19. A method according to claim 18, wherein the playback device is
an acoustic enclosure having said plurality of loudspeakers
arranged therein.
20. A method according to claim 18, wherein the spatial analysis
step further comprises estimating the position of the sound object
relative to the center of the sound playback spatial window of the
playback device.
21. A method according to claim 18, wherein the spatial analysis
step comprises decomposing the received audio signal into a
plurality of frequency sub-bands, with said at least one sound
object being extracted on at least one frequency sub-band.
22. A method according to claim 18, wherein the diffuse or
localized nature of the extracted sound object is estimated from at
least one correlation evaluated between two distinct channels of
the multichannel audio signal.
23. A method according to claim 18, wherein the position of the
extracted sound object relative to the sound playback spatial
window is estimated from at least one difference of level as
evaluated between two distinct channels of the multichannel audio
channel.
24. A method according to claim 18, wherein the spatial analysis
step comprises determining a Gerzon vector representative of the
multichannel audio signal.
25. A method according to claim 18, wherein the spatial analysis
step comprises spatially decomposing the multichannel signal into
spherical harmonics.
26. A method according to claim 18, wherein when an extracted sound
object is estimated as being localized and as being positioned
inside the sound playback spatial window of the playback device,
the playback treatment applied to the sound object during the
playback step is suitable for playing back the sound object inside
the sound playback spatial window of the playback device.
27. A method according to claim 26, wherein said playback treatment
comprises creating at least one virtual source from the
loudspeakers of the playback device inside the sound playback
spatial window of the playback device.
28. A method according to claim 18, wherein when the extracted
sound object is estimated during the spatial analysis step as being
positioned outside the playback spatial window of the playback
device, creating at least one virtual source outside the playback
spatial window of the playback device comprises forming at least
one beam that is directed to the outside of the playback spatial
window.
29. A method according to claim 18, wherein: the plurality of
loudspeakers of the playback device comprises a central loudspeaker
and lateral loudspeakers; and when the extracted sound object is
estimated during the spatial analysis step as being diffuse or as
being positioned outside the playback spatial window of the
playback device, the playback treatment applied to the sound object
uses a transaural technique for playing back the sound object via
the lateral loudspeakers of the playback device.

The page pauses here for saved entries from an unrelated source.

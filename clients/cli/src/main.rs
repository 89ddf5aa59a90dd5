//! toxwire command-line client
//!
//! `toxwire address` creates or reopens a profile and prints its friend
//! address. `toxwire echo` runs two sessions over the in-process loopback
//! network and walks them through a friend handshake, an echoed message and
//! a small file transfer.

use std::path::PathBuf;
use std::time::Duration;

use anyhow::{bail, Context};
use chrono::Utc;
use clap::{Parser, Subcommand};
use tokio::sync::mpsc::{self, UnboundedReceiver, UnboundedSender};
use tracing::{debug, info, warn};
use tracing_subscriber::EnvFilter;

use toxwire::events::FileSendRequest;
use toxwire::{
    BootstrapNode, Event, FileControl, FileNumber, FriendNumber, ProfileConfig, Session,
    SessionConfig, TransferDirection,
};
use toxwire_engine::loopback::LoopbackNetwork;

mod config;

use config::CliConfig;

const RELAY_ADDRESS: &str = "relay.loopback";
const RELAY_PORT: u16 = 33445;

/// CLI arguments
#[derive(Parser, Debug)]
#[command(name = "toxwire")]
#[command(about = "Peer-to-peer messaging sessions over a Tox-style engine")]
#[command(version)]
struct Cli {
    /// Config file (defaults to the platform config directory)
    #[arg(short, long)]
    config: Option<PathBuf>,

    /// Increase log verbosity (-v debug, -vv trace)
    #[arg(short, long, action = clap::ArgAction::Count)]
    verbose: u8,

    #[command(subcommand)]
    command: Commands,
}

#[derive(Subcommand, Debug)]
enum Commands {
    /// Print the friend address of the stored profile, creating it if needed
    Address {
        /// Set the display name before saving
        #[arg(long)]
        name: Option<String>,

        /// Pick a fresh nospam, invalidating previously shared addresses
        #[arg(long)]
        new_nospam: bool,
    },

    /// Run two loopback sessions that befriend each other and echo a message
    Echo {
        /// Message alice sends to bob
        #[arg(short, long, default_value = "hello from alice")]
        message: String,

        /// Size of the file alice sends to bob
        #[arg(long, default_value = "4096")]
        file_size: u64,
    },
}

#[tokio::main]
async fn main() -> anyhow::Result<()> {
    let cli = Cli::parse();

    let default_level = match cli.verbose {
        0 => "info",
        1 => "debug",
        _ => "trace",
    };
    let filter = EnvFilter::try_from_default_env().unwrap_or_else(|_| EnvFilter::new(default_level));
    tracing_subscriber::fmt()
        .with_env_filter(filter)
        .with_target(false)
        .init();

    let config_path = cli.config.unwrap_or_else(CliConfig::default_path);
    let config = CliConfig::load_or_default(&config_path)
        .with_context(|| format!("loading {}", config_path.display()))?;
    debug!(path = %config_path.display(), "Config loaded");

    match cli.command {
        Commands::Address { name, new_nospam } => address(&config, name, new_nospam),
        Commands::Echo { message, file_size } => echo(&config, message, file_size).await,
    }
}

/// Open the stored profile, optionally update it, print the address and save
fn address(config: &CliConfig, name: Option<String>, new_nospam: bool) -> anyhow::Result<()> {
    let network = LoopbackNetwork::new();
    let session = Session::init(&config.session.engine, |o| network.engine(o))?;

    let path = config.profile_path();
    if path.exists() {
        let blob = std::fs::read(&path).with_context(|| format!("reading {}", path.display()))?;
        session
            .load(&blob)
            .with_context(|| format!("{} is not a profile", path.display()))?;
        info!(path = %path.display(), "Profile loaded");
    } else {
        info!(path = %path.display(), "Creating profile");
    }

    if let Some(name) = name {
        session.set_name(name.as_bytes())?;
    }
    if new_nospam {
        session.set_nospam(rand::random())?;
    }

    let name = session.self_name()?;
    if !name.is_empty() {
        println!("name:    {}", String::from_utf8_lossy(&name));
    }
    println!("address: {}", session.address()?);

    std::fs::create_dir_all(&config.data_dir)?;
    std::fs::write(&path, session.save()?).with_context(|| format!("writing {}", path.display()))?;
    Ok(())
}

/// Config for one side of the echo demo
fn peer_config(base: &SessionConfig, name: &str, relay: &BootstrapNode) -> SessionConfig {
    SessionConfig {
        profile: ProfileConfig {
            name: Some(name.to_string()),
            status_message: Some(format!("{name} is echoing")),
            ..base.profile.clone()
        },
        bootstrap_nodes: vec![relay.clone()],
        ..base.clone()
    }
}

/// Forward every notification of a session into a channel
fn forward_events(
    session: &Session,
    tag: &'static str,
    tx: &UnboundedSender<(&'static str, Event)>,
) -> toxwire::Result<()> {
    macro_rules! forward {
        ($register:ident, $variant:ident) => {{
            let tx = tx.clone();
            session.$register(move |_, payload| {
                let _ = tx.send((tag, Event::$variant(payload.clone())));
            })?;
        }};
    }
    forward!(on_friend_message, FriendMessage);
    forward!(on_friend_action, FriendAction);
    forward!(on_name_change, NameChange);
    forward!(on_status_message, StatusMessage);
    forward!(on_user_status, UserStatus);
    forward!(on_typing_change, TypingChange);
    forward!(on_read_receipt, ReadReceipt);
    forward!(on_connection_status, ConnectionStatus);
    forward!(on_file_control, FileControl);
    forward!(on_file_data, FileData);
    Ok(())
}

/// Progress of the echo demo
#[derive(Default)]
struct EchoState {
    alice_friend: Option<FriendNumber>,
    online: bool,
    message_sent: bool,
    echoed: bool,
    file: Option<FileNumber>,
    file_sent: bool,
    bytes_received: u64,
}

impl EchoState {
    fn done(&self, file_size: u64) -> bool {
        self.echoed && self.file_sent && self.bytes_received == file_size
    }
}

async fn echo(config: &CliConfig, message: String, file_size: u64) -> anyhow::Result<()> {
    let network = LoopbackNetwork::new();
    let relay_key = network.add_relay(RELAY_ADDRESS, RELAY_PORT);
    let relay = BootstrapNode {
        address: RELAY_ADDRESS.to_string(),
        port: RELAY_PORT,
        public_key: relay_key.to_string(),
    };

    let alice_config = peer_config(&config.session, "alice", &relay);
    let alice = Session::from_config(&alice_config, |o| network.engine(o))?;
    let bob_config = peer_config(&config.session, "bob", &relay);
    let bob = Session::from_config(&bob_config, |o| network.engine(o))?;
    info!(alice = %alice.address()?, bob = %bob.address()?, "Sessions created");

    let (tx, mut rx) = mpsc::unbounded_channel();
    forward_events(&alice, "alice", &tx)?;
    forward_events(&bob, "bob", &tx)?;

    // Bob accepts everyone and echoes everything
    bob.on_friend_request(|session, request| {
        info!(
            from = %request.public_key,
            message = %String::from_utf8_lossy(&request.message),
            "bob: friend request"
        );
        if let Err(e) = session.add_friend_norequest(request.public_key.as_bytes()) {
            warn!("bob could not accept request: {}", e);
        }
    })?;
    bob.on_friend_message(|session, msg| {
        println!("bob   <- {}: {}", msg.friend, String::from_utf8_lossy(&msg.message));
        if let Err(e) = session.send_message(msg.friend, &msg.message) {
            warn!("bob could not echo: {}", e);
        }
    })?;
    bob.on_file_send_request(|session, offer: &FileSendRequest| {
        println!(
            "bob   <- {} offers {} ({} bytes)",
            offer.friend,
            String::from_utf8_lossy(&offer.filename),
            offer.file_size
        );
        let accepted = session.file_send_control(
            offer.friend,
            TransferDirection::Receiving,
            offer.file_number,
            FileControl::Accept,
            None,
        );
        if let Err(e) = accepted {
            warn!("bob could not accept file: {}", e);
        }
    })?;

    let started = Utc::now();
    let mut state = EchoState::default();
    let mut ticker = tokio::time::interval(config.session.tick.interval());
    let deadline = tokio::time::sleep(Duration::from_secs(config.echo_timeout_secs));
    tokio::pin!(deadline);

    loop {
        tokio::select! {
            _ = &mut deadline => bail!("echo did not complete within {}s", config.echo_timeout_secs),
            _ = ticker.tick() => {}
        }

        alice.tick()?;
        bob.tick()?;
        drain(&mut rx, &mut state);

        step(&alice, &bob, &mut state, message.as_bytes(), file_size)?;
        if state.done(file_size) {
            break;
        }
    }

    println!(
        "done in {} ms: {} bytes transferred, {} friends online",
        (Utc::now() - started).num_milliseconds(),
        state.bytes_received,
        alice.num_online_friends()?
    );
    alice.kill()?;
    bob.kill()?;
    Ok(())
}

/// Print queued events and fold them into the demo state
fn drain(rx: &mut UnboundedReceiver<(&'static str, Event)>, state: &mut EchoState) {
    while let Ok((tag, event)) = rx.try_recv() {
        match event {
            Event::ConnectionStatus(change) => {
                let presence = if change.online { "online" } else { "offline" };
                println!("{tag:<5} .. {} is {}", change.friend, presence);
                if tag == "alice" && change.online {
                    state.online = true;
                }
            }
            Event::FriendMessage(msg) => {
                println!("{tag:<5} <- {}: {}", msg.friend, String::from_utf8_lossy(&msg.message));
                if tag == "alice" {
                    state.echoed = true;
                }
            }
            Event::ReadReceipt(r) => println!("{tag:<5} .. {} read message {}", r.friend, r.receipt),
            Event::FileControl(c) => {
                println!("{tag:<5} .. file {} control {:?} ({:?})", c.file_number, c.control, c.direction);
            }
            Event::FileData(chunk) => {
                state.bytes_received += chunk.data.len() as u64;
                debug!(bytes = chunk.data.len(), total = state.bytes_received, "{tag}: chunk");
            }
            other => println!("{tag:<5} .. {}", other.kind()),
        }
    }
}

/// Advance the demo by one step
fn step(
    alice: &Session,
    bob: &Session,
    state: &mut EchoState,
    message: &[u8],
    file_size: u64,
) -> anyhow::Result<()> {
    let friend = match state.alice_friend {
        Some(friend) => friend,
        None => {
            let friend = alice.add_friend(bob.address()?.as_bytes(), b"echo, please")?;
            println!("alice -> friend request to bob ({})", friend);
            state.alice_friend = Some(friend);
            return Ok(());
        }
    };
    if !state.online {
        return Ok(());
    }

    if !state.message_sent {
        alice.set_user_is_typing(friend, true)?;
        let id = alice.send_message(friend, message)?;
        alice.set_user_is_typing(friend, false)?;
        println!("alice -> {}: {} (id {})", friend, String::from_utf8_lossy(message), id);
        state.message_sent = true;
        return Ok(());
    }

    let file = match state.file {
        Some(file) => file,
        None => {
            let file = alice.new_file_sender(friend, file_size, b"echo.bin")?;
            println!("alice -> offering file {} ({} bytes)", file, file_size);
            state.file = Some(file);
            return Ok(());
        }
    };

    if state.file_sent {
        return Ok(());
    }
    // Chunks are refused until bob's accept has arrived
    let remaining = match alice.file_data_remaining(friend, file, TransferDirection::Sending) {
        Ok(remaining) => remaining,
        Err(_) => {
            state.file_sent = true;
            return Ok(());
        }
    };
    let chunk = alice.file_data_size(friend)?.min(remaining as usize);
    let payload = vec![0x5A; chunk];
    match alice.file_send_data(friend, file, &payload) {
        Ok(()) => {
            if remaining as usize == chunk {
                alice.file_send_control(friend, TransferDirection::Sending, file, FileControl::Finished, None)?;
                println!("alice -> file {} finished", file);
                state.file_sent = true;
            }
        }
        Err(e) => debug!("waiting for accept: {}", e),
    }
    Ok(())
}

30. A method according to claim 18, wherein when an extracted sound
object is estimated during the spatial analysis step as being
localized and positioned inside the playback spatial window of the
playback device, the playback treatment applied to the sound object
during the playback step comprises forming a beam that is directed
towards said reference spatial position.
31. A method according to claim 18, wherein: the plurality of
loudspeakers of the playback device comprises a central loudspeaker
and lateral loudspeakers; and when an extracted sound object is
estimated during the spatial analysis step as being localized and
as being positioned at the center of the playback spatial window of
the playback device, the sound object is diffused during the
playback step by playback treatment via the central loudspeaker of
the playback device.
32. A method according to claim 18, wherein, when an extracted
sound object is estimated during the spatial analysis step as being
localized and positioned inside the playback spatial window of the
playback device at a position that is distinct from the center of
the window, the playback treatment applied during the playback step
diffuses this sound object via the loudspeakers of the playback
device while using an intensity panning effect.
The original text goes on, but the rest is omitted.